Fiona snorted, stopped pacing, and placed her hands on her hips. “I ken it. I just wanted this done with quickly. They obviously wanted to play with the Frenchmen first. Men. They are all idiots.”
“It does appear so at times.” She and Fiona both grinned briefly, and then Arianna sighed. “I still have nay thought of a real good reason for all of this. Weel, aside from the fact that Amiel has obviously lost his mind.”
“Didnae Brian tell ye what the laddies said?” Fiona asked as she sat on the steps beside Arianna. “The lads told us something the night ye and Brian arrived that might explain it all.”
“Nay, he didnae tell me that he may have finally discovered the why for all of this. He had to know I would have liked the answers to all the questions I have had ever since this began.”
And Arianna was furious about that. Did Brian think her too weak to hear the truth? That thought infuriated her. It was a moment before she calmed down enough to look at Brian’s apparent secrecy with some clarity. Whatever the boys had told him, they had done so only two nights ago. Neither she nor Brian had talked that night, falling asleep the moment they were in bed. The next morning her kin had arrived and the keep had begun readying itself for an attack. He could have said something when he slipped into her bedchamber last night but she could not complain about how they had spent the time together before he had had to creep away. Looking at it all very carefully and calmly, she could see no true crime or affront, just a little negligence.
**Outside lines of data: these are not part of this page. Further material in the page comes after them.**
use std::env;
use std::path::PathBuf;
use std::process::Stdio;

use tokio::io::AsyncWriteExt;
use tokio::process::Command;
use tracing::{debug, info};

use crate::error::Error;
use crate::types::{CmdArgs, ErrorResult, Result as CniResult};

/// Locate `plugin` in the colon-separated `cni_path`.
pub fn find_plugin(plugin: &str, cni_path: &str) -> Result<PathBuf, Error> {
    env::split_paths(cni_path)
        .map(|dir| dir.join(plugin))
        .find(|candidate| candidate.is_file())
        .ok_or_else(|| {
            Error::Delegation(format!(
                "failed to find plugin {:?} in path {:?}",
                plugin, cni_path
            ))
        })
}

/// Run the nested plugin's ADD with the caller's CNI environment and `conf`
/// on stdin, returning the result it prints.
pub async fn delegate_add(plugin: &str, conf: &[u8], args: &CmdArgs) -> Result<CniResult, Error> {
    let path = find_plugin(plugin, &args.path)?;
    info!("delegating address assignment to {}", path.display());

    let mut child = Command::new(&path)
        .env("CNI_COMMAND", "ADD")
        .env("CNI_CONTAINERID", &args.container_id)
        .env("CNI_NETNS", &args.netns)
        .env("CNI_IFNAME", &args.ifname)
        .env("CNI_ARGS", &args.args)
        .env("CNI_PATH", &args.path)
        .stdin(Stdio::piped())
        .stdout(Stdio::piped())
        .stderr(Stdio::inherit())
        .spawn()
        .map_err(|e| Error::Delegation(format!("failed to run {}: {}", path.display(), e)))?;

    if let Some(mut stdin) = child.stdin.take() {
        stdin.write_all(conf).await?;
    }

    let output = child.wait_with_output().await?;
    debug!("{} exited with {}", plugin, output.status);
    parse_output(plugin, output.status.success(), &output.stdout)
}

fn parse_output(plugin: &str, success: bool, stdout: &[u8]) -> Result<CniResult, Error> {
    let value: serde_json::Value = match serde_json::from_slice(stdout) {
        Ok(value) => value,
        Err(e) if success => {
            return Err(Error::Delegation(format!("{} printed an unreadable result: {}", plugin, e)))
        }
        Err(_) => {
            return Err(Error::Delegation(format!(
                "{} failed: {}",
                plugin,
                String::from_utf8_lossy(stdout).trim()
            )))
        }
    };

    if value.get("code").is_some() {
        let err: ErrorResult = serde_json::from_value(value)
            .map_err(|e| {
                Error::Delegation(format!("{} printed a malformed error: {}", plugin, e))
            })?;
        return Err(Error::Delegation(format!(
            "{} failed with code {}: {} {}",
            plugin,
            err.code,
            err.msg,
            err.details
        )));
    }
    if !success {
        return Err(Error::Delegation(format!("{} exited unsuccessfully", plugin)));
    }

    serde_json::from_value(value)
        .map_err(|e| Error::Delegation(format!("{} printed an unreadable result: {}", plugin, e)))
}
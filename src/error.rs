use thiserror::Error;

use crate::netlink::netns::NetnsError;
use crate::netlink::LinkError;
use crate::types::ErrorResult;

/// Everything that can abort a CNI invocation.
#[derive(Debug, Error)]
pub enum Error {
    #[error("invalid network config: {0}")]
    Config(String),

    #[error("failed to decode: {0}")]
    Decode(#[from] serde_json::Error),

    #[error("{0}")]
    Protocol(String),

    #[error(transparent)]
    Dependency(#[from] LinkError),

    #[error(transparent)]
    Namespace(#[from] NetnsError),

    #[error("delegation failed: {0}")]
    Delegation(String),

    #[error(transparent)]
    Io(#[from] std::io::Error),
}

impl Error {
    /// CNI error code: 1-99 are reserved by the CNI spec, 100+ are ours.
    pub fn code(&self) -> u32 {
        match self {
            Error::Protocol(_) => 4,
            Error::Io(_) => 5,
            Error::Decode(_) => 6,
            Error::Config(_) => 7,
            Error::Dependency(_) | Error::Namespace(_) => 100,
            Error::Delegation(_) => 101,
        }
    }

    fn msg(&self) -> &'static str {
        match self {
            Error::Protocol(_) => "Invalid Required Environment Variables",
            Error::Io(_) => "I/O Error",
            Error::Decode(_) => "Decoding Failure",
            Error::Config(_) => "Invalid Network Config",
            Error::Dependency(_) => "Netlink Error",
            Error::Namespace(_) => "Network Namespace Error",
            Error::Delegation(_) => "Address Assignment Failed",
        }
    }

    pub fn into_response(self, cni_version: &str) -> ErrorResult {
        ErrorResult {
            cni_version: cni_version.to_string(),
            code: self.code(),
            msg: self.msg().to_string(),
            details: self.to_string(),
        }
    }
}

#[cfg(test)]
mod tests {
    use super::*;

    #[test]
    fn response_carries_code_and_details() {
        let resp = Error::Protocol("K8S_POD_NAME is required in CNI args".into())
            .into_response("0.3.1");
        assert_eq!(resp.code, 4);
        assert_eq!(resp.cni_version, "0.3.1");
        assert_eq!(resp.details, "K8S_POD_NAME is required in CNI args");
    }
}
use itertools::Itertools;
use tracing::{debug, error, warn};

use crate::netlink::error::{tolerate_exists, tolerate_gone};
use crate::netlink::{AddressRecord, Link, LinkError, LinkRepository, RouteRecord};

/// Move every IPv4 address and route of `src` onto `dst`.
///
/// Addresses and routes are both captured before anything is touched:
/// deleting an address also deletes the routes the kernel derived from it.
/// Any error other than a benign race aborts the migration; nothing is rolled
/// back.
pub async fn migrate<L>(links: &L, src: &Link, dst: &Link) -> Result<(), LinkError>
where
    L: LinkRepository + ?Sized,
{
    let addrs = links.addresses(src).await.map_err(|e| {
        error!("failed to get addresses of {}: {}", src.name, e);
        e
    })?;
    debug!("addresses of {} ({}): {:?}", src.name, addrs.len(), addrs);

    let routes = links.routes(Some(src)).await.map_err(|e| {
        error!("failed to get routes of {}: {}", src.name, e);
        e
    })?;
    debug!("routes of {} ({}): {:?}", src.name, routes.len(), routes);

    for addr in addrs {
        if let Err(e) = links.del_address(src, &addr).await {
            warn!("failed to delete address {} from {}: {}", addr.network, src.name, e);
            continue;
        }

        let moved = AddressRecord {
            label: dst.name.clone(),
            ..addr
        };
        tolerate_exists(links.add_address(dst, &moved).await).map_err(|e| {
            error!("failed to add address {} to {}: {}", moved.network, dst.name, e);
            e
        })?;
    }
    debug!("moved addresses from {} to {}", src.name, dst.name);

    rehome_routes(links, &routes, dst.index).await
}

/// Rebind `routes` to `link_index`, gateway-dependent routes last.
pub async fn rehome_routes<L>(
    links: &L,
    routes: &[RouteRecord],
    link_index: u32,
) -> Result<(), LinkError>
where
    L: LinkRepository + ?Sized,
{
    for route in reinstall_order(routes) {
        // usually already removed together with its address
        tolerate_gone(links.del_route(route).await).map_err(|e| {
            error!("failed to delete route {}: {}", route, e);
            e
        })?;

        let moved = route.rehomed(link_index);
        tolerate_exists(links.add_route(&moved).await).map_err(|e| {
            error!("failed to add route {}: {}", moved, e);
            e
        })?;
    }
    Ok(())
}

/// Reverse of discovery order, with gateway-bearing routes stably moved
/// behind the on-link routes that make their gateways reachable.
fn reinstall_order(routes: &[RouteRecord]) -> Vec<&RouteRecord> {
    routes
        .iter()
        .rev()
        .sorted_by_key(|r| r.gateway.is_some())
        .collect()
}

#[cfg(test)]
mod tests {
    use std::net::Ipv4Addr;

    use super::*;
    use crate::netlink::{LinkErrorKind, MemoryLinks};
    use crate::route::default_route;

    fn routes() -> Vec<RouteRecord> {
        vec![
            default_route(Ipv4Addr::new(192, 168, 1, 1), 2),
            RouteRecord::on_link("192.168.1.0/24".parse().unwrap(), 2),
            RouteRecord::on_link("10.10.0.0/16".parse().unwrap(), 2),
        ]
    }

    #[test]
    fn gateway_routes_go_last() {
        let routes = routes();
        let order = reinstall_order(&routes);
        let dsts: Vec<String> = order.iter().map(|r| r.destination.to_string()).collect();
        assert_eq!(dsts, vec!["10.10.0.0/16", "192.168.1.0/24", "0.0.0.0/0"]);
    }

    #[test]
    fn gateway_last_even_when_discovered_last() {
        let mut routes = routes();
        routes.rotate_left(1);
        let order = reinstall_order(&routes);
        assert!(order.last().unwrap().gateway.is_some());
        assert!(order[..2].iter().all(|r| r.gateway.is_none()));
    }

    #[tokio::test]
    async fn add_failure_aborts() {
        let links = MemoryLinks::new();
        let eth0 = links.add_device("eth0");
        let br0 = links.add_device("br0");
        links
            .add_address(&eth0, &AddressRecord::new("192.168.1.10/24".parse().unwrap(), "eth0"))
            .await
            .unwrap();

        links.fail_next("add address", LinkErrorKind::Other);
        let err = migrate(&links, &eth0, &br0).await.unwrap_err();
        assert_eq!(err.kind(), LinkErrorKind::Other);
    }

    #[tokio::test]
    async fn delete_failure_skips_address() {
        let links = MemoryLinks::new();
        let eth0 = links.add_device("eth0");
        let br0 = links.add_device("br0");
        links
            .add_address(&eth0, &AddressRecord::new("192.168.1.10/24".parse().unwrap(), "eth0"))
            .await
            .unwrap();

        links.fail_next("delete address", LinkErrorKind::Other);
        migrate(&links, &eth0, &br0).await.unwrap();
        assert_eq!(links.addresses(&eth0).await.unwrap().len(), 1);
        assert!(links.addresses(&br0).await.unwrap().is_empty());
    }
}
use std::net::Ipv4Addr;

use ipnetwork::Ipv4Network;

use crate::netlink::{Link, LinkError, LinkErrorKind, LinkRepository, RouteRecord};

/// Find the default route: the first enumerated IPv4 route that carries a
/// gateway, optionally restricted to routes leaving through `link`.
///
/// With several gateway-bearing routes (policy routing, multiple uplinks) the
/// kernel's enumeration order decides, not the metric.
pub async fn find_default<L>(links: &L, link: Option<&Link>) -> Result<RouteRecord, LinkError>
where
    L: LinkRepository + ?Sized,
{
    let routes = links.routes(link).await?;
    routes.into_iter().find(|r| r.gateway.is_some()).ok_or_else(|| {
        LinkError::new(
            LinkErrorKind::NotFound,
            "find default route",
            link.map(|l| l.name.clone()).unwrap_or_else(|| "main table".to_string()),
            "default route doesn't exist",
        )
    })
}

/// The universal 0.0.0.0/0 prefix.
pub fn any_network() -> Ipv4Network {
    match Ipv4Network::new(Ipv4Addr::UNSPECIFIED, 0) {
        Ok(net) => net,
        Err(_) => unreachable!("a zero prefix is always valid"),
    }
}

/// A 0.0.0.0/0 route through `gateway`.
pub fn default_route(gateway: Ipv4Addr, link_index: u32) -> RouteRecord {
    RouteRecord::via(any_network(), gateway, link_index)
}
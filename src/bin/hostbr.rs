use std::io;

use tracing::error;
use tracing_subscriber::{EnvFilter, FmtSubscriber};

use hostbr::commands::run_cni;

fn main() {
    // stdout carries the CNI result
    let filter = EnvFilter::try_from_default_env().unwrap_or_else(|_| EnvFilter::new("info"));
    let subscriber = FmtSubscriber::builder()
        .with_env_filter(filter)
        .with_writer(io::stderr)
        .finish();

    let _ = tracing::subscriber::set_global_default(subscriber);

    if let Err(response) = run_cni() {
        error!("CNI plugin error: {}", response.details);

        if let Err(e) = response.print() {
            error!("failed to print error result: {}", e);
        }
        std::process::exit(1);
    }
}
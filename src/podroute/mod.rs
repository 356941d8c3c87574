//! Routes installed inside a pod's network namespace.

use std::net::Ipv4Addr;
use std::path::Path;

use ipnetwork::Ipv4Network;
use tracing::{debug, error, info, warn};

use crate::error::Error;
use crate::netlink::error::tolerate_exists;
use crate::netlink::{LinkRepository, Namespaces, RouteRecord};
use crate::route::{default_route, find_default};

/// Service range used when the configuration carries none.
pub const DEFAULT_SERVICE_CIDR: &str = "10.96.0.0/12";
/// Primary link of every pod.
pub const POD_LINK: &str = "eth0";

/// Service network from the configured CIDR, or the built-in range when empty.
pub fn service_network(service_cidr: &str) -> Result<Ipv4Network, Error> {
    let cidr = if service_cidr.is_empty() {
        DEFAULT_SERVICE_CIDR
    } else {
        service_cidr
    };
    cidr.parse()
        .map_err(|e| Error::Config(format!("invalid service CIDR {:?}: {}", cidr, e)))
}

/// Route to the service network through the bridge address, or straight out
/// of the link when the bridge has no address.
pub fn make_service_route(
    destination: Ipv4Network,
    gateway: Option<Ipv4Addr>,
    link_index: u32,
) -> RouteRecord {
    match gateway {
        Some(gw) => RouteRecord::via(destination, gw, link_index),
        None => RouteRecord::on_link(destination, link_index),
    }
}

/// Reconciles the default and service routes of one pod.
///
/// `host` must be bound to the host namespace; `namespaces` opens the pod's.
pub struct PodRouteInjector<'a, L: ?Sized, N> {
    host: &'a L,
    namespaces: &'a N,
}

impl<'a, L, N> PodRouteInjector<'a, L, N>
where
    L: LinkRepository + ?Sized,
    N: Namespaces,
{
    pub fn new(host: &'a L, namespaces: &'a N) -> Self {
        Self { host, namespaces }
    }

    /// Make sure the pod has a default route and a route to the service
    /// network, returning the service route.
    pub async fn reconcile(
        &self,
        bridge_name: &str,
        netns: &Path,
        service_cidr: &str,
    ) -> Result<RouteRecord, Error> {
        let bridge = self.host.link_by_name(bridge_name).await.map_err(|e| {
            error!("failed to get bridge device {}: {}", bridge_name, e);
            e
        })?;
        let gateway = self.host.addresses(&bridge).await?.first().map(|a| a.ip());
        if gateway.is_none() {
            warn!(
                "bridge {} has no IPv4 address, service route will have no gateway",
                bridge_name
            );
        }
        let destination = service_network(service_cidr)?;

        let host_default = match find_default(self.host, None).await {
            Ok(route) => route.gateway,
            Err(e) => {
                warn!("failed to get host default route: {}", e);
                None
            }
        };

        let entered = self.namespaces.enter(netns)?;
        let pod = entered.links();
        let eth0 = pod.link_by_name(POD_LINK).await?;

        match find_default(pod, Some(&eth0)).await {
            Ok(route) => debug!("pod default route present: {}", route),
            Err(e) if e.is_not_found() => {
                if let Some(gw) = host_default {
                    let route = default_route(gw, eth0.index);
                    tolerate_exists(pod.add_route(&route).await)?;
                    info!("added missing pod default route {}", route);
                }
            }
            Err(e) => return Err(e.into()),
        }

        let route = make_service_route(destination, gateway, eth0.index);
        tolerate_exists(pod.add_route(&route).await).map_err(|e| {
            error!("failed to add service route {}: {}", route, e);
            e
        })?;
        info!("added service route {} in {}", route, netns.display());
        Ok(route)
    }
}

#[cfg(test)]
mod tests {
    use super::*;

    #[test]
    fn empty_cidr_uses_builtin_range() {
        assert_eq!(service_network("").unwrap(), "10.96.0.0/12".parse().unwrap());
        assert_eq!(service_network("10.43.0.0/16").unwrap(), "10.43.0.0/16".parse().unwrap());
    }

    #[test]
    fn invalid_cidr_is_config_error() {
        assert!(matches!(service_network("10.96.0.0/40"), Err(Error::Config(_))));
    }

    #[test]
    fn gatewayless_service_route_is_on_link() {
        let route = make_service_route("10.96.0.0/12".parse().unwrap(), None, 3);
        assert_eq!(route.gateway, None);
        assert_eq!(route.scope, crate::netlink::Scope::Link);
    }
}
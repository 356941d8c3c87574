//! In-process model of one namespace's link, address and route tables.
//!
//! Enforces the kernel behaviour the topology code relies on:
//! - an address label must begin with the name of its link;
//! - adding an address installs its connected subnet route;
//! - deleting an address removes the routes that depended on it;
//! - a gateway route needs an on-link route covering the gateway;
//! - duplicates fail with `AlreadyExists`, missing deletes with `Gone`;
//! - routes are listed in prefix order, so a default route comes first.

use std::collections::HashMap;
use std::net::Ipv4Addr;
use std::path::{Path, PathBuf};
use std::sync::{Arc, Mutex, MutexGuard};

use async_trait::async_trait;
use ipnetwork::Ipv4Network;

use super::netns::{Entered, Namespaces, NetnsError};
use super::{AddressRecord, Link, LinkError, LinkErrorKind, LinkRepository, RouteRecord, Scope};

#[derive(Debug, Clone)]
struct LinkState {
    link: Link,
    is_bridge: bool,
    up: bool,
}

#[derive(Debug, Default)]
struct Tables {
    links: Vec<LinkState>,
    addresses: Vec<(u32, AddressRecord)>,
    routes: Vec<RouteRecord>,
    next_index: u32,
    installed: Vec<RouteRecord>,
    failures: HashMap<&'static str, LinkErrorKind>,
}

impl Tables {
    fn link(&self, index: u32) -> Option<&LinkState> {
        self.links.iter().find(|l| l.link.index == index)
    }

    fn require(&self, op: &'static str, link: &Link) -> Result<(), LinkError> {
        match self.link(link.index) {
            Some(state) if state.link.name == link.name => Ok(()),
            _ => Err(LinkError::new(
                LinkErrorKind::NotFound,
                op,
                link.name.as_str(),
                "no such device",
            )),
        }
    }

    fn injected(&mut self, op: &'static str, target: &str) -> Result<(), LinkError> {
        match self.failures.remove(op) {
            Some(kind) => Err(LinkError::new(kind, op, target, "injected failure")),
            None => Ok(()),
        }
    }

    fn reachable(&self, link_index: u32, gateway: Ipv4Addr) -> bool {
        self.routes
            .iter()
            .any(|r| {
                r.link_index == link_index && r.gateway.is_none() && r.destination.contains(gateway)
            })
    }

    // Drop gateway routes whose next hop lost its on-link route.
    fn prune_unreachable(&mut self, link_index: u32) {
        loop {
            let dead = self.routes.iter().position(|r| {
                r.link_index == link_index
                    && r.gateway.map_or(false, |gw| !self.reachable(link_index, gw))
            });
            match dead {
                Some(pos) => {
                    self.routes.remove(pos);
                }
                None => break,
            }
        }
    }
}

/// Shared handle to an in-memory namespace. Clones see the same tables.
#[derive(Debug, Clone, Default)]
pub struct MemoryLinks {
    tables: Arc<Mutex<Tables>>,
}

impl MemoryLinks {
    pub fn new() -> Self {
        let links = Self::default();
        links.lock().next_index = 1;
        links
    }

    fn lock(&self) -> MutexGuard<'_, Tables> {
        // a panicking test thread must not hide the tables from the others
        self.tables.lock().unwrap_or_else(|poisoned| poisoned.into_inner())
    }

    /// Create a non-bridge device in the up state.
    pub fn add_device(&self, name: &str) -> Link {
        let mut tables = self.lock();
        let link = Link {
            name: name.to_string(),
            index: tables.next_index,
            master: None,
        };
        tables.next_index += 1;
        tables.links.push(LinkState {
            link: link.clone(),
            is_bridge: false,
            up: true,
        });
        link
    }

    /// Make the next call of `op` (e.g. `"add address"`) fail with `kind`.
    pub fn fail_next(&self, op: &'static str, kind: LinkErrorKind) {
        self.lock().failures.insert(op, kind);
    }

    /// Routes successfully added through [`LinkRepository::add_route`], in order.
    pub fn installed_routes(&self) -> Vec<RouteRecord> {
        self.lock().installed.clone()
    }

    pub fn is_up(&self, name: &str) -> bool {
        self.lock().links.iter().any(|l| l.link.name == name && l.up)
    }

    pub fn has_link(&self, name: &str) -> bool {
        self.lock().links.iter().any(|l| l.link.name == name)
    }
}

#[async_trait]
impl LinkRepository for MemoryLinks {
    async fn link_by_name(&self, name: &str) -> Result<Link, LinkError> {
        let mut tables = self.lock();
        tables.injected("get link", name)?;
        tables
            .links
            .iter()
            .find(|l| l.link.name == name)
            .map(|l| l.link.clone())
            .ok_or_else(|| {
                LinkError::new(LinkErrorKind::NotFound, "get link", name, "no such device")
            })
    }

    async fn link_by_index(&self, index: u32) -> Result<Link, LinkError> {
        let tables = self.lock();
        tables.link(index).map(|l| l.link.clone()).ok_or_else(|| {
            let target = format!("#{}", index);
            LinkError::new(LinkErrorKind::NotFound, "get link", target, "no such device")
        })
    }

    async fn add_bridge(&self, name: &str) -> Result<(), LinkError> {
        let mut tables = self.lock();
        tables.injected("add bridge", name)?;
        if tables.links.iter().any(|l| l.link.name == name) {
            let kind = LinkErrorKind::AlreadyExists;
            return Err(LinkError::new(kind, "add bridge", name, "file exists"));
        }
        let index = tables.next_index;
        tables.next_index += 1;
        tables.links.push(LinkState {
            link: Link {
                name: name.to_string(),
                index,
                master: None,
            },
            is_bridge: true,
            up: false,
        });
        Ok(())
    }

    async fn set_link_up(&self, link: &Link) -> Result<(), LinkError> {
        let mut tables = self.lock();
        tables.require("set up", link)?;
        if let Some(state) = tables.links.iter_mut().find(|l| l.link.index == link.index) {
            state.up = true;
        }
        Ok(())
    }

    async fn set_master(&self, link: &Link, master: &Link) -> Result<(), LinkError> {
        let mut tables = self.lock();
        tables.require("set master", link)?;
        tables.require("set master", master)?;
        if !tables.link(master.index).map_or(false, |m| m.is_bridge) {
            return Err(LinkError::new(
                LinkErrorKind::Other,
                "set master",
                master.name.as_str(),
                "not a bridge",
            ));
        }
        if let Some(state) = tables.links.iter_mut().find(|l| l.link.index == link.index) {
            state.link.master = Some(master.index);
        }
        Ok(())
    }

    async fn clear_master(&self, link: &Link) -> Result<(), LinkError> {
        let mut tables = self.lock();
        tables.injected("set nomaster", &link.name)?;
        tables.require("set nomaster", link)?;
        if let Some(state) = tables.links.iter_mut().find(|l| l.link.index == link.index) {
            state.link.master = None;
        }
        Ok(())
    }

    async fn delete_link(&self, link: &Link) -> Result<(), LinkError> {
        let mut tables = self.lock();
        tables.require("delete link", link)?;
        tables.links.retain(|l| l.link.index != link.index);
        tables.addresses.retain(|(idx, _)| *idx != link.index);
        tables.routes.retain(|r| r.link_index != link.index);
        for state in tables.links.iter_mut() {
            if state.link.master == Some(link.index) {
                state.link.master = None;
            }
        }
        Ok(())
    }

    async fn addresses(&self, link: &Link) -> Result<Vec<AddressRecord>, LinkError> {
        let tables = self.lock();
        tables.require("list addresses", link)?;
        Ok(tables
            .addresses
            .iter()
            .filter(|(idx, _)| *idx == link.index)
            .map(|(_, a)| a.clone())
            .collect())
    }

    async fn add_address(&self, link: &Link, addr: &AddressRecord) -> Result<(), LinkError> {
        let target = format!("{} dev {}", addr.network, link.name);
        let mut tables = self.lock();
        tables.injected("add address", &target)?;
        tables.require("add address", link)?;
        if !addr.label.starts_with(&link.name) {
            return Err(LinkError::new(
                LinkErrorKind::Other,
                "add address",
                target,
                "label must begin with interface name",
            ));
        }
        if tables
            .addresses
            .iter()
            .any(|(idx, a)| *idx == link.index && a.network == addr.network)
        {
            let kind = LinkErrorKind::AlreadyExists;
            return Err(LinkError::new(kind, "add address", target, "file exists"));
        }
        tables.addresses.push((link.index, addr.clone()));

        let subnet = Ipv4Network::new(addr.network.network(), addr.network.prefix())
            .map_err(|e| {
                LinkError::new(LinkErrorKind::Other, "add address", target.as_str(), e.to_string())
            })?;
        if subnet.prefix() < 32
            && !tables
                .routes
                .iter()
                .any(|r| r.destination == subnet && r.link_index == link.index)
        {
            tables.routes.push(RouteRecord {
                destination: subnet,
                gateway: None,
                link_index: link.index,
                scope: Scope::Link,
                metric: None,
                preferred_source: Some(addr.ip()),
            });
        }
        Ok(())
    }

    async fn del_address(&self, link: &Link, addr: &AddressRecord) -> Result<(), LinkError> {
        let target = format!("{} dev {}", addr.network, link.name);
        let mut tables = self.lock();
        tables.injected("delete address", &target)?;
        tables.require("delete address", link)?;
        let pos = tables
            .addresses
            .iter()
            .position(|(idx, a)| *idx == link.index && a.network == addr.network)
            .ok_or_else(|| {
                LinkError::new(
                    LinkErrorKind::Gone,
                    "delete address",
                    target.as_str(),
                    "cannot assign requested address",
                )
            })?;
        tables.addresses.remove(pos);

        let ip = addr.ip();
        tables
            .routes
            .retain(|r| !(r.link_index == link.index && r.preferred_source == Some(ip)));
        tables.prune_unreachable(link.index);
        Ok(())
    }

    async fn routes(&self, link: Option<&Link>) -> Result<Vec<RouteRecord>, LinkError> {
        let tables = self.lock();
        if let Some(link) = link {
            tables.require("list routes", link)?;
        }
        let mut routes: Vec<RouteRecord> = tables
            .routes
            .iter()
            .filter(|r| link.map_or(true, |l| r.link_index == l.index))
            .cloned()
            .collect();
        routes.sort_by_key(|r| (u32::from(r.destination.network()), r.destination.prefix()));
        Ok(routes)
    }

    async fn add_route(&self, route: &RouteRecord) -> Result<(), LinkError> {
        let target = route.to_string();
        let mut tables = self.lock();
        tables.injected("add route", &target)?;
        if tables.link(route.link_index).is_none() {
            let kind = LinkErrorKind::NotFound;
            return Err(LinkError::new(kind, "add route", target, "no such device"));
        }
        if let Some(gw) = route.gateway {
            if !tables.reachable(route.link_index, gw) {
                let kind = LinkErrorKind::Other;
                return Err(LinkError::new(kind, "add route", target, "network is unreachable"));
            }
        }
        if tables
            .routes
            .iter()
            .any(|r| r.destination == route.destination && r.metric == route.metric)
        {
            let kind = LinkErrorKind::AlreadyExists;
            return Err(LinkError::new(kind, "add route", target, "file exists"));
        }
        tables.routes.push(route.clone());
        tables.installed.push(route.clone());
        Ok(())
    }

    async fn del_route(&self, route: &RouteRecord) -> Result<(), LinkError> {
        let target = route.to_string();
        let mut tables = self.lock();
        tables.injected("delete route", &target)?;
        let pos = tables
            .routes
            .iter()
            .position(|r| {
                r.destination == route.destination
                    && r.link_index == route.link_index
                    && (route.gateway.is_none() || r.gateway == route.gateway)
            })
            .ok_or_else(|| {
                let kind = LinkErrorKind::Gone;
                LinkError::new(kind, "delete route", target.as_str(), "no such process")
            })?;
        let removed = tables.routes.remove(pos);
        if removed.gateway.is_none() {
            tables.prune_unreachable(removed.link_index);
        }
        Ok(())
    }
}

/// A set of in-memory namespaces keyed by path.
#[derive(Debug, Clone, Default)]
pub struct MemoryNamespaces {
    namespaces: Arc<Mutex<HashMap<PathBuf, MemoryLinks>>>,
}

impl MemoryNamespaces {
    pub fn new() -> Self {
        Self::default()
    }

    /// Create (or return) the namespace at `path`.
    pub fn add_namespace(&self, path: impl Into<PathBuf>) -> MemoryLinks {
        let mut namespaces = self.namespaces.lock().unwrap_or_else(|p| p.into_inner());
        namespaces.entry(path.into()).or_insert_with(MemoryLinks::new).clone()
    }
}

impl Namespaces for MemoryNamespaces {
    type Links = MemoryLinks;

    fn enter(&self, path: &Path) -> Result<Entered<MemoryLinks>, NetnsError> {
        let namespaces = self.namespaces.lock().unwrap_or_else(|p| p.into_inner());
        let links = namespaces.get(path).cloned().ok_or_else(|| NetnsError::Open {
            path: path.to_path_buf(),
            source: nix::errno::Errno::ENOENT,
        })?;
        Ok(Entered::new(links, None))
    }
}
“What did Michel and Adelar tell him?” she finally asked Fiona.
“All done being angry?”
“Aye. I dinnae think he planned to keep any secrets from me and it was the thought that he had that made me angry.”
“Nay, he was just being a mon.” She grinned when Arianna laughed. “It seems your wee laddies may be kin to the king of France.”
“Why would Michel and Adelar think that?”
“Their mother told them. She said their father was the first cousin to the king.”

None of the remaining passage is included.